=== Exercise objective ===
Take the entries below and print, exactly, the stretch from the line containing "protected route tree." through the line containing "-> std::task::Poll<Result<(), Self::Error>>", both included.

=== Stored data ===
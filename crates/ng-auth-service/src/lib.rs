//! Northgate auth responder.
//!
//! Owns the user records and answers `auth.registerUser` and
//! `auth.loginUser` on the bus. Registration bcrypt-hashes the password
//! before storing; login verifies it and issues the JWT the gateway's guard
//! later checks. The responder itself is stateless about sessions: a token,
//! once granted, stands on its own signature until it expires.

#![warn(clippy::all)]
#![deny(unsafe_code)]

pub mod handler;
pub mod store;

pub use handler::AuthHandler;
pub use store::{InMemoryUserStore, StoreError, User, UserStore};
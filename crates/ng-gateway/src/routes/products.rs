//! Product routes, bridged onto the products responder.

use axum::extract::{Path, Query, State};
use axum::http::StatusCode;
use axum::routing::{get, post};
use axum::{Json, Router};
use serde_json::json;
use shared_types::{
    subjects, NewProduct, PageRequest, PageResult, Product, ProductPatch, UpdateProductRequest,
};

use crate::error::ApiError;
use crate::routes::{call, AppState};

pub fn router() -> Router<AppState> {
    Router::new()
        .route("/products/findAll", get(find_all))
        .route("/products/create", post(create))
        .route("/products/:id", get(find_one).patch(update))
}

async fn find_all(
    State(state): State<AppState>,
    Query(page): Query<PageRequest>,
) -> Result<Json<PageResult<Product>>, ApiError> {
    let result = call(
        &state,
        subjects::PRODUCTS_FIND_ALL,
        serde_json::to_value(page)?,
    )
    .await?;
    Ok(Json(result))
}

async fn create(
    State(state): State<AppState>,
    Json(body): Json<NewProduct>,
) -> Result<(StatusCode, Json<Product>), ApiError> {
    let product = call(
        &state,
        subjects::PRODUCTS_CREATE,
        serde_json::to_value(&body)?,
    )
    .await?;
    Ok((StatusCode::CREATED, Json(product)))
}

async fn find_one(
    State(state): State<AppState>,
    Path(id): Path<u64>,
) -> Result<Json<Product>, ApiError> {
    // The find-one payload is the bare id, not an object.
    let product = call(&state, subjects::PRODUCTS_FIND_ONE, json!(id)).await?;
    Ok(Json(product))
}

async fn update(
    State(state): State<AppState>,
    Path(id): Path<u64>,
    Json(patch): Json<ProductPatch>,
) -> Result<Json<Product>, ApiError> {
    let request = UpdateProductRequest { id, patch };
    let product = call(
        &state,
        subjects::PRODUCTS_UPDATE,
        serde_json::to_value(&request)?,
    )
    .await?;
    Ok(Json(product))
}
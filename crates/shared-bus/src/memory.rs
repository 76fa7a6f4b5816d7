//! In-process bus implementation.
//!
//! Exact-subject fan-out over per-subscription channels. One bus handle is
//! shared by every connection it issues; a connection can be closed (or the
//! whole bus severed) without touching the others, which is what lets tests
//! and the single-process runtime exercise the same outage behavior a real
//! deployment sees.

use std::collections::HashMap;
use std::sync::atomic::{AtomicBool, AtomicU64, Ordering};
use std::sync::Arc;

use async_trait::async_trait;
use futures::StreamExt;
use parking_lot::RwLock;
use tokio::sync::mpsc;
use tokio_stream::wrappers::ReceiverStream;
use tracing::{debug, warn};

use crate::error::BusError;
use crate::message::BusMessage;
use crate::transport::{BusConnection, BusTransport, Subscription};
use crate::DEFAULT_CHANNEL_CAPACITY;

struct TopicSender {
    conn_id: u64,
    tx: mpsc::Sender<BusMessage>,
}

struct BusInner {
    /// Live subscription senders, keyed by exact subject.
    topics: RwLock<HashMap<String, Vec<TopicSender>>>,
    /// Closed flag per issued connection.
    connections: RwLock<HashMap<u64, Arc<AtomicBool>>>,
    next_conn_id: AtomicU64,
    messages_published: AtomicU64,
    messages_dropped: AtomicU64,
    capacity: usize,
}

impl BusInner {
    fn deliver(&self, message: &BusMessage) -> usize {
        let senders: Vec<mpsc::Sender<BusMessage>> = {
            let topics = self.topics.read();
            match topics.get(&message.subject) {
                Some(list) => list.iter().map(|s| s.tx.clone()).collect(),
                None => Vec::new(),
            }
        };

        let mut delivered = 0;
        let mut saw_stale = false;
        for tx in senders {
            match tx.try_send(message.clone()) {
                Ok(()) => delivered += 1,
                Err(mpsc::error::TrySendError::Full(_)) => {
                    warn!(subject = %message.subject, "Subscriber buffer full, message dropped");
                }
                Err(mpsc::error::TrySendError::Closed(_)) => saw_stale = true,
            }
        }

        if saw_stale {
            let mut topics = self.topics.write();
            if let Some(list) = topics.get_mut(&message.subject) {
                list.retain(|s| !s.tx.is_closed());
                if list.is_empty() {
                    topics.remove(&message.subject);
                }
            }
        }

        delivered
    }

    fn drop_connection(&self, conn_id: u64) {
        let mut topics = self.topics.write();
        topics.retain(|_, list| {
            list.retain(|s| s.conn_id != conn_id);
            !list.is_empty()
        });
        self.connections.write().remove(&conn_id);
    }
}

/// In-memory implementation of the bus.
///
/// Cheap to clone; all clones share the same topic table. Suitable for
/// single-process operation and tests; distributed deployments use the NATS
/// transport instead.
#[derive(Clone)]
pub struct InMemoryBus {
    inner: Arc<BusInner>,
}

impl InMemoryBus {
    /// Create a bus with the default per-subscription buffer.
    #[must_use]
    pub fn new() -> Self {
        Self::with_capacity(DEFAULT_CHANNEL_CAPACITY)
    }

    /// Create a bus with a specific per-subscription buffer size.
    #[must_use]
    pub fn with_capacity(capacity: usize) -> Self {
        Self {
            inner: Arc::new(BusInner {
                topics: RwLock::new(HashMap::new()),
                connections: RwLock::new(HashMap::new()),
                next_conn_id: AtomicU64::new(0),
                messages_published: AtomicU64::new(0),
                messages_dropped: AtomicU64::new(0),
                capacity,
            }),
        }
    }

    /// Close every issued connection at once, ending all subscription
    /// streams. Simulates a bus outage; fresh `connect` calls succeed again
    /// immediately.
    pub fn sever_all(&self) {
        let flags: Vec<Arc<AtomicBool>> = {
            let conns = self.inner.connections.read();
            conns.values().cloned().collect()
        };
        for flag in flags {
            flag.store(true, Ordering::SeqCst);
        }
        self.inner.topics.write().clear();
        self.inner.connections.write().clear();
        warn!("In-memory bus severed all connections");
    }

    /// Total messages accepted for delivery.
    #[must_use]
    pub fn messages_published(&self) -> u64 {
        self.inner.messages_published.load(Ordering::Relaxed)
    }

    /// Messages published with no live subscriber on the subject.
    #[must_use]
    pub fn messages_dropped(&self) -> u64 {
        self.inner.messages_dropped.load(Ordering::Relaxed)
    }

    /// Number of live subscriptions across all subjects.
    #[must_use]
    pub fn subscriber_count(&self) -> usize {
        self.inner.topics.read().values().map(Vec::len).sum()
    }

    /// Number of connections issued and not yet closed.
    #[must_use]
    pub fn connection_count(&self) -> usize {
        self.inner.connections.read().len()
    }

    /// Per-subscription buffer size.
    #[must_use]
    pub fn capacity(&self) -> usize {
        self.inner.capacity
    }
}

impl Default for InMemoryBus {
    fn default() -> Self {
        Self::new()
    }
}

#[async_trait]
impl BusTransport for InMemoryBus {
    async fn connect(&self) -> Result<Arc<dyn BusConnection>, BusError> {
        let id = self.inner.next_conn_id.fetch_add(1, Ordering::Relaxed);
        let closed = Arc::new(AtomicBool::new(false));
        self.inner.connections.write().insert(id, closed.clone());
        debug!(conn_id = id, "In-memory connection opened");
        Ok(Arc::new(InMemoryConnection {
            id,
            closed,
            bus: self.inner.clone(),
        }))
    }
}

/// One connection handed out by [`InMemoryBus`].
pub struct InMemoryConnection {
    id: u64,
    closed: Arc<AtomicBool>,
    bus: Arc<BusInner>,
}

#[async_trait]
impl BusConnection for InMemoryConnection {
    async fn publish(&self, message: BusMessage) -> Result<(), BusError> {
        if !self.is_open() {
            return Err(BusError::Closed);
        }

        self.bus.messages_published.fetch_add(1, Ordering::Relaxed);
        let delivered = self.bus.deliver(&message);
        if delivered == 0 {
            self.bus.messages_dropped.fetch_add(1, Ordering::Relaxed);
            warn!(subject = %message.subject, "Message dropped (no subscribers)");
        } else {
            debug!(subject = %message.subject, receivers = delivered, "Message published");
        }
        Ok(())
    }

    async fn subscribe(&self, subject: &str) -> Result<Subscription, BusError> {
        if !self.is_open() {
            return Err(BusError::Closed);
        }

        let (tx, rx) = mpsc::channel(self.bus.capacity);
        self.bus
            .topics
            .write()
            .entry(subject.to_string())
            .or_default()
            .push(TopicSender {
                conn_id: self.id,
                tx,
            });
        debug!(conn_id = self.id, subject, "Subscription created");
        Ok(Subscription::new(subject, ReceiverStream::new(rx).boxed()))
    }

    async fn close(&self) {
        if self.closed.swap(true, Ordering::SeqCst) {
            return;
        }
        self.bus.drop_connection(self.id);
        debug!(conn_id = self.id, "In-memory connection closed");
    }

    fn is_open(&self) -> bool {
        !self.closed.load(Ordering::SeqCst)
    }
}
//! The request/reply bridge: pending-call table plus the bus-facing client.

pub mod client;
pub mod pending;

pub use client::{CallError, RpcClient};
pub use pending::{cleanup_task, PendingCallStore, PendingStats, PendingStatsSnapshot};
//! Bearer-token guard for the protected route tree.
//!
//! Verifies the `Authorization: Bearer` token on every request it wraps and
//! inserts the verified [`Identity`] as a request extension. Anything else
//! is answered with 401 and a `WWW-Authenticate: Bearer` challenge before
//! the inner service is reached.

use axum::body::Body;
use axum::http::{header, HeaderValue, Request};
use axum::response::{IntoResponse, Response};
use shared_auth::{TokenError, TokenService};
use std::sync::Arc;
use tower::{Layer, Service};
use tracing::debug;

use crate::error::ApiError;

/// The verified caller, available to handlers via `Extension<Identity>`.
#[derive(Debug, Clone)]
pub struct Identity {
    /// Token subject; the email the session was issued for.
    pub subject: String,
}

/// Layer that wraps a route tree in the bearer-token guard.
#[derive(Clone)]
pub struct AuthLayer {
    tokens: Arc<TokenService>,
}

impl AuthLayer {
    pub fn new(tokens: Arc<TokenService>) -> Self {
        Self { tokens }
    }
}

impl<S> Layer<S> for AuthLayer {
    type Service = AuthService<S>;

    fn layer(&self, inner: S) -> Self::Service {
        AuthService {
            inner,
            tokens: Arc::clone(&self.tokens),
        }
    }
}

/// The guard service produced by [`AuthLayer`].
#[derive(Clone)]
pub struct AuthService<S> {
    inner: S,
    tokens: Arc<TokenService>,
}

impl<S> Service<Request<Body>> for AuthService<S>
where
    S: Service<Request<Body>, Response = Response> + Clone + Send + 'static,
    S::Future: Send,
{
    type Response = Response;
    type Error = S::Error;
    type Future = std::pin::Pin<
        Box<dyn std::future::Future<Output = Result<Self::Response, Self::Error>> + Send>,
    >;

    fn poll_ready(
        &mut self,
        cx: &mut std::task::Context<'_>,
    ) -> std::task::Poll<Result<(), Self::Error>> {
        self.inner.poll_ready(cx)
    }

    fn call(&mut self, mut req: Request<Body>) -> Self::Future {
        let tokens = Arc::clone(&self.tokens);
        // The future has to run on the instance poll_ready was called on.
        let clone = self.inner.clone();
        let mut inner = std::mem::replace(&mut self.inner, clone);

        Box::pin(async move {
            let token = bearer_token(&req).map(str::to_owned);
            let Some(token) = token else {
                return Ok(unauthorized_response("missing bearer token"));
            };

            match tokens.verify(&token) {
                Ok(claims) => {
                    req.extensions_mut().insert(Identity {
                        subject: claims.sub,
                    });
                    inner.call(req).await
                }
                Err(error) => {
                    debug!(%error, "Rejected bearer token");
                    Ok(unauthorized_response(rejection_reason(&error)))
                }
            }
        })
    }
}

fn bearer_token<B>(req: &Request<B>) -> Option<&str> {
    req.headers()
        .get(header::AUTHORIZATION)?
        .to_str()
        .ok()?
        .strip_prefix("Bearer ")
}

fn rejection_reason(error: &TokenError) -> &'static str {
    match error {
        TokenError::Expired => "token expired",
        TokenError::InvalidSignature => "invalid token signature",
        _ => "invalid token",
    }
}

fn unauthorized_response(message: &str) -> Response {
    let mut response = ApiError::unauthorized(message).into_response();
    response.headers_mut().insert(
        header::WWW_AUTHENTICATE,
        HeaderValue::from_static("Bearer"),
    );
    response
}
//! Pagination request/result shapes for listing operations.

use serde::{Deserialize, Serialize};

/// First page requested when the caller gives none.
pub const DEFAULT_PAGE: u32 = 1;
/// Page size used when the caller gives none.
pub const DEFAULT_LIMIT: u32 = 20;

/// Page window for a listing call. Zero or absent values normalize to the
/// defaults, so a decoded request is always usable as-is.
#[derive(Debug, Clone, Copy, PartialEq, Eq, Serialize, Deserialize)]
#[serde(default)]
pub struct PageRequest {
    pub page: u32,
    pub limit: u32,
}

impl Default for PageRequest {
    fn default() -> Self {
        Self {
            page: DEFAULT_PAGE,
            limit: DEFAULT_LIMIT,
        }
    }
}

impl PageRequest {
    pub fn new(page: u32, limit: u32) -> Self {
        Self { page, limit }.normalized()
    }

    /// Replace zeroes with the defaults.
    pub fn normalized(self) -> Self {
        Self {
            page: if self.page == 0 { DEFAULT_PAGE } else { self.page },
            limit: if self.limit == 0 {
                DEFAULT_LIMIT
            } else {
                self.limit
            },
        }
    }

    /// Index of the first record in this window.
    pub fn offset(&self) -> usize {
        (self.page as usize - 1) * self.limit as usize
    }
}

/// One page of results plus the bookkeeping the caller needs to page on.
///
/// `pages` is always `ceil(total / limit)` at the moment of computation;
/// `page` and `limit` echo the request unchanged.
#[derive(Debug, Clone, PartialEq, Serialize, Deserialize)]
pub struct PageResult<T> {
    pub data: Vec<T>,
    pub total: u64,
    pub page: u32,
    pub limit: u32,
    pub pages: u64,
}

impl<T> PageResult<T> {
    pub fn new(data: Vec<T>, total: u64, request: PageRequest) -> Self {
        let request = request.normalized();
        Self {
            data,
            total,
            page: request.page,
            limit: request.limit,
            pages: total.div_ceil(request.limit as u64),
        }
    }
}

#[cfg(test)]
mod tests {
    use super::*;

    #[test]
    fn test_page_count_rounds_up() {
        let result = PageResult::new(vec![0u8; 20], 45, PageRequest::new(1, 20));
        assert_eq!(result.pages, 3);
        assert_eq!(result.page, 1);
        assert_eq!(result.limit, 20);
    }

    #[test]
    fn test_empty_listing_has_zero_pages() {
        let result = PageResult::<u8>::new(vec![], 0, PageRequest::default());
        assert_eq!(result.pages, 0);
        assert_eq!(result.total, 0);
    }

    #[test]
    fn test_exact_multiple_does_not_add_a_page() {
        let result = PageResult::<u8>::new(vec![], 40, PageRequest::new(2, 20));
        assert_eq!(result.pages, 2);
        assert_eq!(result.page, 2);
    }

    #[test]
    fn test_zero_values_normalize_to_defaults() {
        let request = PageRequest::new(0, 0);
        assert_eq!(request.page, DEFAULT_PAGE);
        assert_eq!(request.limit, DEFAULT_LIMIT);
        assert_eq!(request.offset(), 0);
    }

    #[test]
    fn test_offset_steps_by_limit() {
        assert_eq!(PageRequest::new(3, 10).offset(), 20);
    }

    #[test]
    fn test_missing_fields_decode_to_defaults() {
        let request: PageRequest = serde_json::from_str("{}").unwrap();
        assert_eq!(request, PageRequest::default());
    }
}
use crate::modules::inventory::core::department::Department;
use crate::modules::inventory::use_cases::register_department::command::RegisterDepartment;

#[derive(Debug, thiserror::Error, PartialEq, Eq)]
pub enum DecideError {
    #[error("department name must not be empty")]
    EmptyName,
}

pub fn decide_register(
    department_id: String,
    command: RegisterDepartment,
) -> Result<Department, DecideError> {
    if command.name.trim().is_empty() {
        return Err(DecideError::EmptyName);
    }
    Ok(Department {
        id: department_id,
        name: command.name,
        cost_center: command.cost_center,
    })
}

=== Output ===
//! Bearer-token guard for the protected route tree.
//!
//! Verifies the `Authorization: Bearer` token on every request it wraps and
//! inserts the verified [`Identity`] as a request extension. Anything else
//! is answered with 401 and a `WWW-Authenticate: Bearer` challenge before
//! the inner service is reached.

use axum::body::Body;
use axum::http::{header, HeaderValue, Request};
use axum::response::{IntoResponse, Response};
use shared_auth::{TokenError, TokenService};
use std::sync::Arc;
use tower::{Layer, Service};
use tracing::debug;

use crate::error::ApiError;

/// The verified caller, available to handlers via `Extension<Identity>`.
#[derive(Debug, Clone)]
pub struct Identity {
    /// Token subject; the email the session was issued for.
    pub subject: String,
}

/// Layer that wraps a route tree in the bearer-token guard.
#[derive(Clone)]
pub struct AuthLayer {
    tokens: Arc<TokenService>,
}

impl AuthLayer {
    pub fn new(tokens: Arc<TokenService>) -> Self {
        Self { tokens }
    }
}

impl<S> Layer<S> for AuthLayer {
    type Service = AuthService<S>;

    fn layer(&self, inner: S) -> Self::Service {
        AuthService {
            inner,
            tokens: Arc::clone(&self.tokens),
        }
    }
}

/// The guard service produced by [`AuthLayer`].
#[derive(Clone)]
pub struct AuthService<S> {
    inner: S,
    tokens: Arc<TokenService>,
}

impl<S> Service<Request<Body>> for AuthService<S>
where
    S: Service<Request<Body>, Response = Response> + Clone + Send + 'static,
    S::Future: Send,
{
    type Response = Response;
    type Error = S::Error;
    type Future = std::pin::Pin<
        Box<dyn std::future::Future<Output = Result<Self::Response, Self::Error>> + Send>,
    >;

    fn poll_ready(
        &mut self,
        cx: &mut std::task::Context<'_>,
    ) -> std::task::Poll<Result<(), Self::Error>> {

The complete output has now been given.